:: DATA
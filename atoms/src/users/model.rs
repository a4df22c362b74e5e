use serde::{Deserialize, Serialize};

/// The two personas of the system. Flat and mutually exclusive: an admin is
/// never implicitly a developer, and no operation is valid for both roles
/// through the same gate.
#[derive(Debug, Clone, Copy, PartialEq, Eq, Serialize, Deserialize)]
#[serde(rename_all = "lowercase")]
pub enum Role {
    Admin,
    Developer,
}

impl Role {
    pub fn as_str(&self) -> &'static str {
        match self {
            Role::Admin => "admin",
            Role::Developer => "developer",
        }
    }

    pub fn parse(s: &str) -> Option<Role> {
        match s {
            "admin" => Some(Role::Admin),
            "developer" => Some(Role::Developer),
            _ => None,
        }
    }
}

/// User profile document, keyed by the Cognito subject id.
#[derive(Debug, Serialize, Deserialize, Clone)]
pub struct User {
    pub user_id: String,
    pub user_name: String,
    pub user_email: String,
    pub user_role: Role,
    pub skills: Vec<String>,
    pub user_created_at: String,
}

#[derive(Debug, Deserialize)]
pub struct UpdateRolePayload {
    pub role: Role,
}

#[derive(Debug, Deserialize)]
pub struct UpdateSkillsPayload {
    pub skills: Vec<String>,
}

#[cfg(test)]
mod tests {
    use super::*;

    #[test]
    fn role_wire_values_are_lowercase() {
        assert_eq!(serde_json::to_string(&Role::Admin).unwrap(), "\"admin\"");
        assert_eq!(
            serde_json::to_string(&Role::Developer).unwrap(),
            "\"developer\""
        );
        let parsed: Role = serde_json::from_str("\"developer\"").unwrap();
        assert_eq!(parsed, Role::Developer);
    }

    #[test]
    fn role_parse_rejects_unknown_values() {
        assert_eq!(Role::parse("admin"), Some(Role::Admin));
        assert_eq!(Role::parse("Admin"), None);
        assert_eq!(Role::parse("owner"), None);
    }
}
::::
• **REQUIRED WORK**:
Set down the entries again exactly as they are.

• **TASK RESPONSE**:
filename atoms/src/users/model.rs
repository a4df22c362b74e5e
use serde::{Deserialize, Serialize};

/// The two personas of the system. Flat and mutually exclusive: an admin is
/// never implicitly a developer, and no operation is valid for both roles
/// through the same gate.
#[derive(Debug, Clone, Copy, PartialEq, Eq, Serialize, Deserialize)]
#[serde(rename_all = "lowercase")]
pub enum Role {
    Admin,
    Developer,
}

impl Role {
    pub fn as_str(&self) -> &'static str {
        match self {
            Role::Admin => "admin",
            Role::Developer => "developer",
        }
    }

    pub fn parse(s: &str) -> Option<Role> {
        match s {
            "admin" => Some(Role::Admin),
            "developer" => Some(Role::Developer),
            _ => None,
        }
    }
}

/// User profile document, keyed by the Cognito subject id.
#[derive(Debug, Serialize, Deserialize, Clone)]
pub struct User {
    pub user_id: String,
    pub user_name: String,
    pub user_email: String,
    pub user_role: Role,
    pub skills: Vec<String>,
    pub user_created_at: String,
}

#[derive(Debug, Deserialize)]
pub struct UpdateRolePayload {
    pub role: Role,
}

#[derive(Debug, Deserialize)]
pub struct UpdateSkillsPayload {
    pub skills: Vec<String>,
}

#[cfg(test)]
mod tests {
    use super::*;

    #[test]
    fn role_wire_values_are_lowercase() {
        assert_eq!(serde_json::to_string(&Role::Admin).unwrap(), "\"admin\"");
        assert_eq!(
            serde_json::to_string(&Role::Developer).unwrap(),
            "\"developer\""
        );
        let parsed: Role = serde_json::from_str("\"developer\"").unwrap();
        assert_eq!(parsed, Role::Developer);
    }

    #[test]
    fn role_parse_rejects_unknown_values() {
        assert_eq!(Role::parse("admin"), Some(Role::Admin));
        assert_eq!(Role::parse("Admin"), None);
        assert_eq!(Role::parse("owner"), None);
    }
}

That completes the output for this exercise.